Predict then Propagate: Graph Neural Networks meet Personalized PageRank
Johannes Gasteiger, Aleksandar Bojchevski, Stephan Günnemann
TL;DR
This work tackles semi-supervised node classification on graphs by decoupling the prediction and propagation stages and leveraging personalized PageRank to enable a large, adjustable neighborhood without oversmoothing. It introduces PPNP, which propagates node-wise predictions generated by a neural network through a personalized PageRank operator, and APPNP, a fast linear-time approximation using power iterations. The approach achieves state-of-the-art accuracy with fewer parameters and similar or faster training times across multiple graph benchmarks, validated by a rigorous evaluation protocol. The results demonstrate that large-range, locality-preserving propagation can substantially improve performance and can be combined with arbitrary predictors, offering a flexible and scalable framework for graph-based learning.
Abstract
Neural message passing algorithms for semi-supervised classification on graphs have recently achieved great success.
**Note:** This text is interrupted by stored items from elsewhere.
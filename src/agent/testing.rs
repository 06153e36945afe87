//! In-process fakes for the registry and the model backend

use std::collections::{HashSet, VecDeque};
use std::sync::atomic::{AtomicUsize, Ordering};
use std::sync::Mutex;
use std::time::Duration;

use async_trait::async_trait;
use serde_json::{json, Value};

use crate::a2a::{CapabilityRegistry, ClientError, Discovery, NamedOperation};
use crate::ollama::{ChatError, ChatMessage, ChatResponse, ModelBackend, Tool, ToolCall};
use crate::ollama::tool_use::FunctionCall;

pub(crate) fn operation(name: &str) -> NamedOperation {
    NamedOperation {
        name: name.to_string(),
        description: format!("{} skill", name),
        parameters: json!({"type": "object", "properties": {"message": {"type": "string"}}}),
        route: name.to_string(),
    }
}

pub(crate) struct FakeRegistry {
    endpoint: String,
    operations: Result<Vec<String>, String>,
    failing_ops: HashSet<String>,
    discover_delay: Option<Duration>,
    pub discover_calls: AtomicUsize,
    pub invocations: Mutex<Vec<(String, String)>>,
}

impl FakeRegistry {
    pub fn with_operations(names: &[&str]) -> Self {
        Self {
            endpoint: "http://localhost:5000".to_string(),
            operations: Ok(names.iter().map(|n| n.to_string()).collect()),
            failing_ops: HashSet::new(),
            discover_delay: None,
            discover_calls: AtomicUsize::new(0),
            invocations: Mutex::new(Vec::new()),
        }
    }

    pub fn unreachable(detail: &str) -> Self {
        Self {
            operations: Err(detail.to_string()),
            ..Self::with_operations(&[])
        }
    }

    pub fn failing_on(mut self, name: &str) -> Self {
        self.failing_ops.insert(name.to_string());
        self
    }

    pub fn with_discover_delay(mut self, delay: Duration) -> Self {
        self.discover_delay = Some(delay);
        self
    }

    pub fn discover_count(&self) -> usize {
        self.discover_calls.load(Ordering::SeqCst)
    }
}

#[async_trait]
impl CapabilityRegistry for FakeRegistry {
    fn endpoint(&self) -> &str {
        &self.endpoint
    }

    async fn discover(&self) -> Result<Discovery, ClientError> {
        self.discover_calls.fetch_add(1, Ordering::SeqCst);
        if let Some(delay) = self.discover_delay {
            tokio::time::sleep(delay).await;
        }
        match &self.operations {
            Ok(names) => Ok(Discovery {
                agent_name: "Supervisor".to_string(),
                operations: names.iter().map(|n| operation(n)).collect(),
            }),
            Err(detail) => Err(ClientError::Connect(detail.clone())),
        }
    }

    async fn invoke(
        &self,
        operation: &NamedOperation,
        arguments: &Value,
    ) -> Result<String, ClientError> {
        let message = arguments["message"].as_str().unwrap_or_default().to_string();
        self.invocations
            .lock()
            .unwrap()
            .push((operation.name.clone(), message.clone()));
        tokio::task::yield_now().await;

        if self.failing_ops.contains(&operation.name) {
            return Err(ClientError::JsonRpc {
                code: -32603,
                message: format!("{} exploded", operation.name),
            });
        }
        Ok(format!("{} result for {}", operation.name, message))
    }
}

pub(crate) fn reply(text: &str) -> Result<ChatResponse, ChatError> {
    Ok(ChatResponse {
        message: ChatMessage::assistant(text),
        done: true,
        eval_count: 0,
        eval_duration: 0,
    })
}

pub(crate) fn tool_calls(calls: &[(&str, &str)]) -> Result<ChatResponse, ChatError> {
    let mut message = ChatMessage::assistant("");
    message.tool_calls = Some(
        calls
            .iter()
            .map(|(name, text)| ToolCall {
                function: FunctionCall {
                    name: name.to_string(),
                    arguments: json!({ "message": text }),
                },
            })
            .collect(),
    );
    Ok(ChatResponse {
        message,
        done: true,
        eval_count: 0,
        eval_duration: 0,
    })
}

/// Replays a fixed script, then answers `done` once exhausted
pub(crate) struct ScriptedBackend {
    script: Mutex<VecDeque<Result<ChatResponse, ChatError>>>,
    pub calls: AtomicUsize,
    pub seen_tools: Mutex<Vec<Vec<String>>>,
}

impl ScriptedBackend {
    pub fn new(script: Vec<Result<ChatResponse, ChatError>>) -> Self {
        Self {
            script: Mutex::new(script.into()),
            calls: AtomicUsize::new(0),
            seen_tools: Mutex::new(Vec::new()),
        }
    }

    pub fn call_count(&self) -> usize {
        self.calls.load(Ordering::SeqCst)
    }
}

#[async_trait]
impl ModelBackend for ScriptedBackend {
    async fn chat(
        &self,
        _messages: Vec<ChatMessage>,
        _model: &str,
        tools: Option<Vec<Tool>>,
    ) -> Result<ChatResponse, ChatError> {
        self.calls.fetch_add(1, Ordering::SeqCst);
        self.seen_tools.lock().unwrap().push(
            tools
                .unwrap_or_default()
                .into_iter()
                .map(|t| t.function.name)
                .collect(),
        );
        self.script
            .lock()
            .unwrap()
            .pop_front()
            .unwrap_or_else(|| reply("done"))
    }
}

/// Stateless backend: searches for the user's text, then answers with the result
pub(crate) struct RoutingBackend;

#[async_trait]
impl ModelBackend for RoutingBackend {
    async fn chat(
        &self,
        messages: Vec<ChatMessage>,
        _model: &str,
        _tools: Option<Vec<Tool>>,
    ) -> Result<ChatResponse, ChatError> {
        tokio::task::yield_now().await;
        let last = messages.last().cloned().unwrap_or_else(|| ChatMessage::user(""));
        if last.role == "user" {
            tool_calls(&[("search", last.content.as_str())])
        } else {
            reply(&format!("answer: {}", last.content))
        }
    }
}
However, for classifying a node these methods only consider nodes that are a few propagation steps away and the size of this utilized neighborhood is hard to extend. In this paper, we use the relationship between graph convolutional networks (GCN) and PageRank to derive an improved propagation scheme based on personalized PageRank. We utilize this propagation procedure to construct a simple model, personalized propagation of neural predictions (PPNP), and its fast approximation, APPNP. Our model's training time is on par or faster and its number of parameters on par or lower than previous models. It leverages a large, adjustable neighborhood for classification and can be easily combined with any neural network. We show that this model outperforms several recently proposed methods for semi-supervised classification in the most thorough study done so far for GCN-like models. Our implementation is available online.